= Nastro d'Argento for Best Screenplay =

The Nastro d'Argento (Silver Ribbon) is a film award assigned each year, since 1948, by Sindacato Nazionale dei Giornalisti Cinematografici Italiani, the association of Italian film critics.

== History ==
The union of film journalists was founded in the same year in which the Nastri were born, 1946, by a group of film journalists and essayists, some of whom later became directors (Steno and Mario Soldati, who was its first president) and authors (Michelangelo Antonioni, Antonio Pietrangeli). The first regulation motivated the establishment of the Silver Ribbon to "promote the continuous artistic, technical and industrial improvement of Italian cinema and pay homage to its relevant acquisitions".
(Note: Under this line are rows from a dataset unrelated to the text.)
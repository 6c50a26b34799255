use thiserror::Error;

// Error
//------------------------------------------------------------------------------

/// Failure modes shared by every reader and writer.
///
/// `NotFound` means nothing symbol-like was located. `Format` and `Checksum` are only
/// produced once a candidate symbol has been located, so callers can tell "nothing there"
/// apart from "something there but unreadable".
#[derive(Debug, Error, PartialEq, Eq, Clone)]
pub enum BarcodeError {
    #[error("No barcode found")]
    NotFound,

    #[error("Barcode structure violates its format")]
    Format,

    #[error("Checksum or error correction failed")]
    Checksum,

    #[error("Illegal argument: {0}")]
    IllegalArgument(String),

    #[error("Arithmetic error: {0}")]
    Arithmetic(&'static str),
}

impl BarcodeError {
    pub(crate) fn illegal(msg: impl Into<String>) -> Self {
        Self::IllegalArgument(msg.into())
    }

    // Ranks errors so the most informative one survives when several readers fail
    pub(crate) fn specificity(&self) -> u8 {
        match self {
            Self::NotFound => 0,
            Self::Format => 1,
            Self::Checksum => 2,
            Self::Arithmetic(_) => 3,
            Self::IllegalArgument(_) => 4,
        }
    }
}

pub type BarcodeResult<T> = Result<T, BarcodeError>;

#[cfg(test)]
mod error_tests {
    use super::BarcodeError;

    #[test]
    fn test_display() {
        assert_eq!(BarcodeError::NotFound.to_string(), "No barcode found");
        assert_eq!(BarcodeError::illegal("bad width").to_string(), "Illegal argument: bad width");
    }

    #[test]
    fn test_specificity() {
        assert!(BarcodeError::Checksum.specificity() > BarcodeError::Format.specificity());
        assert!(BarcodeError::Format.specificity() > BarcodeError::NotFound.specificity());
    }
}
It was delivered for the first time in 1946 in Rome, at the Hotel de Russie. The editions were held mainly between Rome and Taormina, with the exception of some particular editions (in Florence, after the 1966 flood, as a sign of solidarity) and, always in its first years of life, also in Sorrento.

In the first editions, the prizes were awarded to the films presented during the year considered by the industry, the one that ends with the end of the season; they were then attributed to the films released in the calendar year, while subsequently they were again assigned to the films released in theaters within the days immediately following the Cannes Film Festival, therefore within the last days of May, when the 'five' finalists are announced to which an event with all the candidates for the awards is dedicated.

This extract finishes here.